Die Betriebe werden dazu verpflichtet, spezielle Frauenförderpläne aufzustellen und Frauen
für die Weiterbildung von der Arbeit freizustellen. Hintergrund dieser Maßnahmen ist der
permanente Arbeitskräftemangel, der sich durch den massiv betriebenen Aufbau einer
leistungsfähigen Chemieindustrie noch verschärft. Attraktive Löhne sind das wichtigste
Mittel, um die Hausfrauen für die Berufstätigkeit zu motivieren. Dabei hilft das sich
allmählich verbessernde Konsumgüterangebot, das eine ganze Reihe von Wünschen weckt,
die man sich nur erfüllen kann, wenn die Frauen mitarbeiten. [...]
Aufklappen
Ökonomische Schwierigkeiten
Die Leistungen der Sozialpolitik verdeckten die Probleme, mit denen die Wirtschaftspolitik
der DDR Anfang der siebziger Jahre zu kämpfen hatte und mit denen sie letztlich nicht fertig
wurde. Ein Grundproblem war die Schwerfälligkeit des zentralen Planungs- und
Leitungssystems, das die kurzfristige Umsetzung von wissenschaftlich-technischen
Neuerungen in der Produktion behinderte. Die Konzentration der produktiven Investitionen
auf einige Schwerpunktbereiche wurde auch nach dem Ende des NÖS fortgesetzt. Das führte
dazu, daß die DDR beispielsweise im Werkzeugmaschinenbau über moderne Anlagen
verfügte, daß in anderen Industriezweigen aber der Verschleiß der alten Ausrüstungen enorm
und die Arbeitsproduktivität gering war. Sie erreichte 1974 gerade 64 Prozent des
westdeutschen Standes. Die wirtschaftlichen Schwierigkeiten der DDR verschärften sich mit
der Ölkrise, denn die steigenden Weltmarktpreise für Erdöl erreichten - leicht verzögert Mitte der siebziger Jahre auch die DDR und wirkten sich negativ für die Außenhandelsbilanz
und die Versorgung der Bevölkerung aus.
Die bessere Versorgung der Menschen mit Konsumgütern, preiswerten Wohnungen,
kostenloser medizinischer Versorgung, Kindergärten, Kindergeld und steigenden Renten (die
"zweite Lohntüte") kostete Geld, und zwar mehr, als die DDR in den siebziger Jahren
erwirtschaftete. Die Verbesserung des Lebensstandards wurde in zunehmendem Maße mit
Krediten bezahlt, die die DDR im "nichtsozialistischen Wirtschaftsgebiet", das heißt vor
allem in der Bundesrepublik, aufnahm. 1970 war die DDR im nichtsozialistischen
Wirtschaftsgebiet mit zwei Milliarden Valuta-Mark verschuldet, bis 1989 stieg diese
Verschuldung um mehr als das Zwanzigfache auf 49 Milliarden Valuta-Mark an. Die Zinsen
für die Kredite wurden mit neuen Krediten bezahlt. Ein verhängnisvoller Schuldenkreislauf
setzte ein, der letztlich zum wirtschaftlichen Zusammenbruch der DDR beitrug.

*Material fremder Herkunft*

//! Channel catalog.
//!
//! A [`ChannelSet`] is built once from configuration and never changes for the
//! lifetime of a session. Its declaration order defines the column order of the
//! log header and of every record, so it is shared read-only (`Arc<ChannelSet>`)
//! by the sample reader and the store.

use crate::error::{SensorError, SensorResult};
use crate::hardware::ChannelReader;
use serde::{Deserialize, Serialize};
use std::collections::HashSet;
use std::fmt;
use std::sync::Arc;

/// A logical sensor position.
///
/// Identifies where a sensor sits, not which pin it is wired to; pin mapping
/// belongs to the reader.
#[derive(Debug, Clone, PartialEq, Serialize, Deserialize)]
pub struct Channel {
    /// Unique channel name, used as the log column header.
    pub id: String,
    /// Spatial coordinates of the sensor in the array.
    pub coordinates: (f64, f64),
}

impl Channel {
    /// Create a channel description.
    pub fn new(id: impl Into<String>, coordinates: (f64, f64)) -> Self {
        Self {
            id: id.into(),
            coordinates,
        }
    }
}

/// A channel paired with the reader that samples it.
#[derive(Clone)]
pub struct ChannelEntry {
    channel: Channel,
    reader: Arc<dyn ChannelReader>,
}

impl ChannelEntry {
    /// Pair a channel with its reader.
    pub fn new(channel: Channel, reader: Arc<dyn ChannelReader>) -> Self {
        Self { channel, reader }
    }

    /// The channel description.
    pub fn channel(&self) -> &Channel {
        &self.channel
    }

    /// The reader capability backing this channel.
    pub fn reader(&self) -> &dyn ChannelReader {
        self.reader.as_ref()
    }
}

impl fmt::Debug for ChannelEntry {
    fn fmt(&self, f: &mut fmt::Formatter<'_>) -> fmt::Result {
        f.debug_struct("ChannelEntry")
            .field("channel", &self.channel)
            .finish_non_exhaustive()
    }
}

/// Ordered, immutable set of channels sampled together.
#[derive(Debug, Clone)]
pub struct ChannelSet {
    entries: Vec<ChannelEntry>,
}

impl ChannelSet {
    /// Build a channel set.
    ///
    /// # Errors
    /// `SensorError::Config` if `entries` is empty or two channels share an id.
    pub fn new(entries: Vec<ChannelEntry>) -> SensorResult<Self> {
        if entries.is_empty() {
            return Err(SensorError::Config(
                "channel set must contain at least one channel".into(),
            ));
        }

        let mut seen = HashSet::with_capacity(entries.len());
        for entry in &entries {
            if !seen.insert(entry.channel.id.as_str()) {
                return Err(SensorError::Config(format!(
                    "duplicate channel id '{}'",
                    entry.channel.id
                )));
            }
        }

        Ok(Self { entries })
    }

    /// Channels in declaration order.
    pub fn channels(&self) -> impl ExactSizeIterator<Item = &Channel> {
        self.entries.iter().map(ChannelEntry::channel)
    }

    /// Channel ids in declaration order.
    pub fn ids(&self) -> impl ExactSizeIterator<Item = &str> {
        self.entries.iter().map(|e| e.channel.id.as_str())
    }

    /// Channels paired with their readers, in declaration order.
    pub fn entries(&self) -> &[ChannelEntry] {
        &self.entries
    }

    /// Number of channels.
    pub fn len(&self) -> usize {
        self.entries.len()
    }

    /// Always false for a constructed set; present for API completeness.
    pub fn is_empty(&self) -> bool {
        self.entries.is_empty()
    }
}
//! Sample persistence.
//!
//! The session controller writes through the [`SampleStore`] trait; the CSV log in
//! [`storage`] is the production implementation.

pub mod storage;

use crate::error::SensorResult;
use crate::sample::Sample;
use std::path::Path;

pub use storage::CsvLogStore;

/// Append-only sink for samples.
///
/// Implementations must make every successful `append` durable before returning.
pub trait SampleStore {
    /// Column names in record order, starting with `timestamp`.
    fn header(&self) -> &[String];

    /// Durably append one sample.
    fn append(&mut self, sample: &Sample) -> SensorResult<()>;

    /// Confirm everything appended so far is on stable storage.
    fn finalize(&mut self) -> SensorResult<()>;

    /// Location of the log.
    fn path(&self) -> &Path;

    /// Records appended through this handle.
    fn records_written(&self) -> u64;
}

impl<S: SampleStore + ?Sized> SampleStore for Box<S> {
    fn header(&self) -> &[String] {
        (**self).header()
    }

    fn append(&mut self, sample: &Sample) -> SensorResult<()> {
        (**self).append(sample)
    }

    fn finalize(&mut self) -> SensorResult<()> {
        (**self).finalize()
    }

    fn path(&self) -> &Path {
        (**self).path()
    }

    fn records_written(&self) -> u64 {
        (**self).records_written()
    }
}
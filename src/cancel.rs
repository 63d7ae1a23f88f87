//! Cooperative session cancellation.
//!
//! A [`CancellationFlag`] is cloned into whatever may end a session (the Ctrl-C
//! handler, a duration limit, a test). The session only looks at it between
//! ticks, so a read or an append is never interrupted halfway.

use std::sync::atomic::{AtomicBool, Ordering};
use std::sync::{Arc, RwLock};
use tokio::sync::Notify;

/// A shared flag for requesting the end of a session.
///
/// Lock-free to check; waiters are woken through a [`Notify`].
#[derive(Clone)]
pub struct CancellationFlag {
    flag: Arc<AtomicBool>,
    notify: Arc<Notify>,
    reason: Arc<RwLock<Option<String>>>,
}

impl Default for CancellationFlag {
    fn default() -> Self {
        Self::new()
    }
}

impl CancellationFlag {
    /// Create a new, unraised flag.
    pub fn new() -> Self {
        Self {
            flag: Arc::new(AtomicBool::new(false)),
            notify: Arc::new(Notify::new()),
            reason: Arc::new(RwLock::new(None)),
        }
    }

    /// Raise the flag. Only the first reason is kept.
    pub fn cancel(&self, reason: impl Into<String>) {
        if let Ok(mut r) = self.reason.write() {
            if r.is_none() {
                *r = Some(reason.into());
            }
        }
        self.flag.store(true, Ordering::SeqCst);
        self.notify.notify_waiters();
    }

    /// Check if cancellation was requested.
    pub fn is_cancelled(&self) -> bool {
        self.flag.load(Ordering::SeqCst)
    }

    /// Why the session was cancelled.
    pub fn reason(&self) -> Option<String> {
        self.reason.read().ok().and_then(|r| r.clone())
    }

    /// Wait until the flag is raised.
    pub async fn cancelled(&self) {
        let notified = self.notify.notified();
        tokio::pin!(notified);
        // Register before checking so a concurrent `cancel` cannot slip between.
        notified.as_mut().enable();
        if self.is_cancelled() {
            return;
        }
        notified.await;
    }
}

impl std::fmt::Debug for CancellationFlag {
    fn fmt(&self, f: &mut std::fmt::Formatter<'_>) -> std::fmt::Result {
        f.debug_struct("CancellationFlag")
            .field("cancelled", &self.is_cancelled())
            .field("reason", &self.reason())
            .finish()
    }
}
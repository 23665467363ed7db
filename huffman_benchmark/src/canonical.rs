use std::hint::black_box;

use canonical_huffman::{count_symbols, entropy, BitReader, Decoder, Encoder, Result, EOF};
use dyn_size_of::GetSize;

use crate::{compare_texts, Conf, Measure};

fn compress(encoder: &Encoder, text: &[u32]) -> Result<Vec<u8>> {
    let mut compressed = Vec::with_capacity(text.len());
    let mut writer = encoder.writer(&mut compressed);
    writer.write_all(text)?;
    writer.close()?;
    drop(writer);
    Ok(compressed)
}

fn decompress(decoder: &Decoder, compressed: &[u8]) -> Result<Vec<u32>> {
    decoder.read_all(&mut BitReader::new(compressed))
}

pub fn benchmark(conf: &Conf) -> Result<()> {
    let text = conf.text();
    let counts = count_symbols(text.iter());
    println!("Entropy [bits/symbol]: {:.3}", entropy(&counts));

    let encoder = Encoder::new(&counts)?;
    let codebook = encoder.codebook_bytes();
    let encoded_bits = encoder.encoded_bits(&counts);
    println!("Codebook size [bytes]: {}", codebook.len());
    println!("Encoded text size [bits/symbol]: {:.3}", encoded_bits as f64 / text.len().max(1) as f64);
    println!("Encoder size [bytes]: {}", encoder.size_bytes());

    let compressed = compress(&encoder, &text)?;

    if matches!(conf.measure, Measure::Encode | Measure::All) {
        conf.print_time("Encoder construction time", conf.measure(|| Encoder::new(&counts)));
        conf.print_speed("Encoding", conf.measure(|| compress(&encoder, &text)));
    }

    let decoder = Decoder::new(&codebook)?;
    println!("Decoder size [bytes]: {}", decoder.size_bytes());
    println!("Longest code [bits]: {}", decoder.max_len());

    if matches!(conf.measure, Measure::Decode | Measure::All) {
        conf.print_time("Decoder reconstruction time", conf.measure(|| Decoder::new(&codebook)));
        let mut failures = 0u64;
        conf.print_speed("Decoding", conf.measure(|| {
            let mut bits = BitReader::new(&compressed[..]);
            loop {
                match decoder.read_symbol(&mut bits) {
                    Ok(EOF) => break,
                    Ok(symbol) => { black_box(symbol); }
                    Err(_) => { failures += 1; break; }
                }
            }
        }));
        if failures != 0 { println!("FAIL: {} decoding passes ended with an error", failures); }
    }

    if conf.verify {
        print!("Verification... ");
        compare_texts(&text, &decompress(&decoder, &compressed)?);
    }
    Ok(())
}
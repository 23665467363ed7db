//! Decoder of canonical Huffman codes from a bit stream.

use std::sync::Arc;

use dyn_size_of::GetSize;

use crate::bitstream::BitRead;
use crate::codebook::{Canonical, Codebook};
use crate::{Error, Result, EOF};

/// Decoder of canonical Huffman codes.
///
/// It walks the histogram of code lengths, consuming one bit per level, without building any tree.
/// Time complexity of decoding a symbol is *O(length of its code)*, memory: *O(1)*.
///
/// Cloning is cheap, clones share the canonical table.
#[derive(Clone, Debug)]
pub struct Decoder {
    canonical: Arc<Canonical>,
    /// Slot of the end-of-input symbol.
    eof: u32
}

impl Decoder {
    /// Constructs decoder for the codebook serialized by [`crate::Encoder::codebook_bytes`].
    ///
    /// Fails with [`Error::InvalidCodebook`] if `codebook` is malformed.
    pub fn new(codebook: &[u8]) -> Result<Self> {
        Self::from_codebook(Codebook::from_bytes(codebook)?)
    }

    /// Constructs decoder for the given `codebook`, whose last slot is the end-of-input symbol.
    pub fn from_codebook(mut codebook: Codebook) -> Result<Self> {
        let canonical = codebook.canonicalize()?;
        tracing::debug!(slots = codebook.len(), max_len = canonical.max_len(), "reconstructed decoder");
        Ok(Self::from_canonical(codebook.len() as u32 - 1, Arc::new(canonical)))
    }

    #[inline] pub(crate) fn from_canonical(eof: u32, canonical: Arc<Canonical>) -> Self {
        Self { canonical, eof }
    }

    /// Decodes and returns a single symbol read from `bits`; the end-of-input symbol is returned as [`EOF`].
    ///
    /// Fails with [`Error::UnknownSymbol`] if the bits read do not form any codeword,
    /// and with [`Error::Io`] if `bits` fails (including the end of `bits`).
    pub fn read_symbol<B: BitRead + ?Sized>(&self, bits: &mut B) -> Result<u32> {
        let Canonical { sorted, histogram } = self.canonical.as_ref();
        let mut offset = 0usize;    // number of codes shorter than len
        let mut code = 0u64;
        for len in 1..histogram.len() {
            code = (code << 1) | bits.read_bit()? as u64;
            offset += histogram[len - 1] as usize;
            let count = histogram[len] as u64;
            if count == 0 { continue; }
            // codes of length len are consecutive numbers, starting from the code of sorted[offset]
            let index = code.wrapping_sub(sorted[offset].code);
            if index < count {
                let value = sorted[offset + index as usize].value;
                return Ok(if value == self.eof { EOF } else { value });
            }
        }
        Err(Error::UnknownSymbol)
    }

    /// Decodes symbols from `bits` up to the end-of-input symbol, which is not included in the result.
    pub fn read_all<B: BitRead + ?Sized>(&self, bits: &mut B) -> Result<Vec<u32>> {
        let mut result = Vec::new();
        loop {
            match self.read_symbol(bits)? {
                EOF => return Ok(result),
                symbol => result.push(symbol)
            }
        }
    }

    /// Returns the slot of the end-of-input symbol, equal to the size of the input alphabet.
    #[inline] pub fn eof_slot(&self) -> u32 { self.eof }

    /// Returns the length of the longest code.
    #[inline] pub fn max_len(&self) -> u32 { self.canonical.max_len() }

    /// Returns the canonical table.
    #[inline] pub fn canonical(&self) -> &Canonical { &self.canonical }
}

impl GetSize for Decoder {
    fn size_bytes_dyn(&self) -> usize { self.canonical.size_bytes() }
    const USES_DYN_MEM: bool = true;
}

Diese Situation war der Bevölkerung der DDR in den siebziger Jahren nicht bekannt. Es
überwog der positive Eindruck einer erfolgreichen Sozialpolitik und ständigen Verbesserung
des Lebensstandards. Die Aufnahme der DDR 1973 in die UNO und ihre diplomatische
Anerkennung durch die westlichen Großmächte verstärkten diesen Effekt, so daß man für die
erste Hälfte der siebziger Jahre wohl den größten Grad an Übereinstimmung zwischen
Bevölkerung und Regierung in der DDR annehmen kann.